## MATERIAL SHOWN
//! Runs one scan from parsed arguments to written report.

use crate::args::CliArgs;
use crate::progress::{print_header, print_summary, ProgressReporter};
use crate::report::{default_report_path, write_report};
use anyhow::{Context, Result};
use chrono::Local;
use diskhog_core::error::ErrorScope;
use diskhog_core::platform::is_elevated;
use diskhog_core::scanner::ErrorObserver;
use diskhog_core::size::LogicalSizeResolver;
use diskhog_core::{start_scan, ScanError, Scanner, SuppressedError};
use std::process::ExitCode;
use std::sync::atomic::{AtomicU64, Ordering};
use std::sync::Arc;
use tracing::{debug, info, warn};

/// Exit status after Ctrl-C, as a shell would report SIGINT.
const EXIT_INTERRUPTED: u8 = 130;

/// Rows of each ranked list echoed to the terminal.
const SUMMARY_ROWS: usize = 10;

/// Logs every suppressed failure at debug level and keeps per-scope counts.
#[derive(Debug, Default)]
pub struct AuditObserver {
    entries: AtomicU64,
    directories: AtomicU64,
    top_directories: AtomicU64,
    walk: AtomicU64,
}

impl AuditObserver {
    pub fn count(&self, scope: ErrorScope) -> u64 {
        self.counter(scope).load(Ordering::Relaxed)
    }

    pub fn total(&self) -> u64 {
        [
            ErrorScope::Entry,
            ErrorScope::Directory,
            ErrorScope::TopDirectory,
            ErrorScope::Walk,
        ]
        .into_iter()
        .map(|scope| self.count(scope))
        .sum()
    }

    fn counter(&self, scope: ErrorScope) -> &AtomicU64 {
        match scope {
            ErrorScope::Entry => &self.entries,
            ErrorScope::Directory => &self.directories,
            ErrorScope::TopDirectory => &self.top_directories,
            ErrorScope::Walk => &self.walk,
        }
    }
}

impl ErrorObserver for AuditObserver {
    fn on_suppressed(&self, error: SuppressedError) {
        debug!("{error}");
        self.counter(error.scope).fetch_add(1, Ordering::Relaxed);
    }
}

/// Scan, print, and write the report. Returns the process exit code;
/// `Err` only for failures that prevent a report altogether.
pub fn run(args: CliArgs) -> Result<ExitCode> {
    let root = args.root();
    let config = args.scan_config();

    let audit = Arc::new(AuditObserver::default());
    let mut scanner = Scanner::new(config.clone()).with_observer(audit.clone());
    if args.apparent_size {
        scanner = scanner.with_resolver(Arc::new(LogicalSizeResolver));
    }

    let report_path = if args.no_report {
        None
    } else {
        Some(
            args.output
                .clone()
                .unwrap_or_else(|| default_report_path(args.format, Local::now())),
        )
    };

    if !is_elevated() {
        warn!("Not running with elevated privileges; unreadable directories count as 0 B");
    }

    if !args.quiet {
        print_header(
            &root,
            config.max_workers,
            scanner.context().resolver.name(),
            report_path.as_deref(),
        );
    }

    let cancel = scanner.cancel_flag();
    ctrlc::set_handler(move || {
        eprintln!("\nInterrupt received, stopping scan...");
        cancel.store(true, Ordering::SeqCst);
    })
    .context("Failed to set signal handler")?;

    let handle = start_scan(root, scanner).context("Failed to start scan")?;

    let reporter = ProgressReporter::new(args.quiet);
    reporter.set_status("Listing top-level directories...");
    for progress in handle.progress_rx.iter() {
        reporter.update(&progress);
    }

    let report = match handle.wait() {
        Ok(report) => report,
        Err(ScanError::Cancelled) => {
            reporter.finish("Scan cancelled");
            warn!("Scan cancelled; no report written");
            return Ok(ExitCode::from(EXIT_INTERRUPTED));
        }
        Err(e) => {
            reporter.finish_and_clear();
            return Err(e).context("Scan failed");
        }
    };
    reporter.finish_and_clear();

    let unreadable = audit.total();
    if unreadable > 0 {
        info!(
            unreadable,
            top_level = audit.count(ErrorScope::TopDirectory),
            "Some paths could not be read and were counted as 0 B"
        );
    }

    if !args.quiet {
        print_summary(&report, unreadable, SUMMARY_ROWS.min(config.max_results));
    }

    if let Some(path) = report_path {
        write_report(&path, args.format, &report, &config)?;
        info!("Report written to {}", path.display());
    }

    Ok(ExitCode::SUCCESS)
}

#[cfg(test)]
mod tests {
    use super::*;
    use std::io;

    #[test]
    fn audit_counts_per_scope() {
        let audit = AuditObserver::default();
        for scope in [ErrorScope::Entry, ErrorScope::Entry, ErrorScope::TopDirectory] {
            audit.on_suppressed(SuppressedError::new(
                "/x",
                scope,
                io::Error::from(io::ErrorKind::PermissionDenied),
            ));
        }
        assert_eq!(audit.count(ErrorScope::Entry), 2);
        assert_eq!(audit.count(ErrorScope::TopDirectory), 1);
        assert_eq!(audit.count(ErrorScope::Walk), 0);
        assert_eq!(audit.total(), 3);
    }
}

## PROBLEM TO SOLVE
Please copy every line of the material exactly.

## EXERCISE RESPONSE
//! Runs one scan from parsed arguments to written report.

use crate::args::CliArgs;
use crate::progress::{print_header, print_summary, ProgressReporter};
use crate::report::{default_report_path, write_report};
use anyhow::{Context, Result};
use chrono::Local;
use diskhog_core::error::ErrorScope;
use diskhog_core::platform::is_elevated;
use diskhog_core::scanner::ErrorObserver;
use diskhog_core::size::LogicalSizeResolver;
use diskhog_core::{start_scan, ScanError, Scanner, SuppressedError};
use std::process::ExitCode;
use std::sync::atomic::{AtomicU64, Ordering};
use std::sync::Arc;
use tracing::{debug, info, warn};

/// Exit status after Ctrl-C, as a shell would report SIGINT.
const EXIT_INTERRUPTED: u8 = 130;

/// Rows of each ranked list echoed to the terminal.
const SUMMARY_ROWS: usize = 10;

/// Logs every suppressed failure at debug level and keeps per-scope counts.
#[derive(Debug, Default)]
pub struct AuditObserver {
    entries: AtomicU64,
    directories: AtomicU64,
    top_directories: AtomicU64,
    walk: AtomicU64,
}

impl AuditObserver {
    pub fn count(&self, scope: ErrorScope) -> u64 {
        self.counter(scope).load(Ordering::Relaxed)
    }

    pub fn total(&self) -> u64 {
        [
            ErrorScope::Entry,
            ErrorScope::Directory,
            ErrorScope::TopDirectory,
            ErrorScope::Walk,
        ]
        .into_iter()
        .map(|scope| self.count(scope))
        .sum()
    }

    fn counter(&self, scope: ErrorScope) -> &AtomicU64 {
        match scope {
            ErrorScope::Entry => &self.entries,
            ErrorScope::Directory => &self.directories,
            ErrorScope::TopDirectory => &self.top_directories,
            ErrorScope::Walk => &self.walk,
        }
    }
}

impl ErrorObserver for AuditObserver {
    fn on_suppressed(&self, error: SuppressedError) {
        debug!("{error}");
        self.counter(error.scope).fetch_add(1, Ordering::Relaxed);
    }
}

/// Scan, print, and write the report. Returns the process exit code;
/// `Err` only for failures that prevent a report altogether.
pub fn run(args: CliArgs) -> Result<ExitCode> {
    let root = args.root();
    let config = args.scan_config();

    let audit = Arc::new(AuditObserver::default());
    let mut scanner = Scanner::new(config.clone()).with_observer(audit.clone());
    if args.apparent_size {
        scanner = scanner.with_resolver(Arc::new(LogicalSizeResolver));
    }

    let report_path = if args.no_report {
        None
    } else {
        Some(
            args.output
                .clone()
                .unwrap_or_else(|| default_report_path(args.format, Local::now())),
        )
    };

    if !is_elevated() {
        warn!("Not running with elevated privileges; unreadable directories count as 0 B");
    }

    if !args.quiet {
        print_header(
            &root,
            config.max_workers,
            scanner.context().resolver.name(),
            report_path.as_deref(),
        );
    }

    let cancel = scanner.cancel_flag();
    ctrlc::set_handler(move || {
        eprintln!("\nInterrupt received, stopping scan...");
        cancel.store(true, Ordering::SeqCst);
    })
    .context("Failed to set signal handler")?;

    let handle = start_scan(root, scanner).context("Failed to start scan")?;

    let reporter = ProgressReporter::new(args.quiet);
    reporter.set_status("Listing top-level directories...");
    for progress in handle.progress_rx.iter() {
        reporter.update(&progress);
    }

    let report = match handle.wait() {
        Ok(report) => report,
        Err(ScanError::Cancelled) => {
            reporter.finish("Scan cancelled");
            warn!("Scan cancelled; no report written");
            return Ok(ExitCode::from(EXIT_INTERRUPTED));
        }
        Err(e) => {
            reporter.finish_and_clear();
            return Err(e).context("Scan failed");
        }
    };
    reporter.finish_and_clear();

    let unreadable = audit.total();
    if unreadable > 0 {
        info!(
            unreadable,
            top_level = audit.count(ErrorScope::TopDirectory),
            "Some paths could not be read and were counted as 0 B"
        );
    }

    if !args.quiet {
        print_summary(&report, unreadable, SUMMARY_ROWS.min(config.max_results));
    }

    if let Some(path) = report_path {
        write_report(&path, args.format, &report, &config)?;
        info!("Report written to {}", path.display());
    }

    Ok(ExitCode::SUCCESS)
}

#[cfg(test)]
mod tests {
    use super::*;
    use std::io;

    #[test]
    fn audit_counts_per_scope() {
        let audit = AuditObserver::default();
        for scope in [ErrorScope::Entry, ErrorScope::Entry, ErrorScope::TopDirectory] {
            audit.on_suppressed(SuppressedError::new(
                "/x",
                scope,
                io::Error::from(io::ErrorKind::PermissionDenied),
            ));
        }
        assert_eq!(audit.count(ErrorScope::Entry), 2);
        assert_eq!(audit.count(ErrorScope::TopDirectory), 1);
        assert_eq!(audit.count(ErrorScope::Walk), 0);
        assert_eq!(audit.total(), 3);
    }
}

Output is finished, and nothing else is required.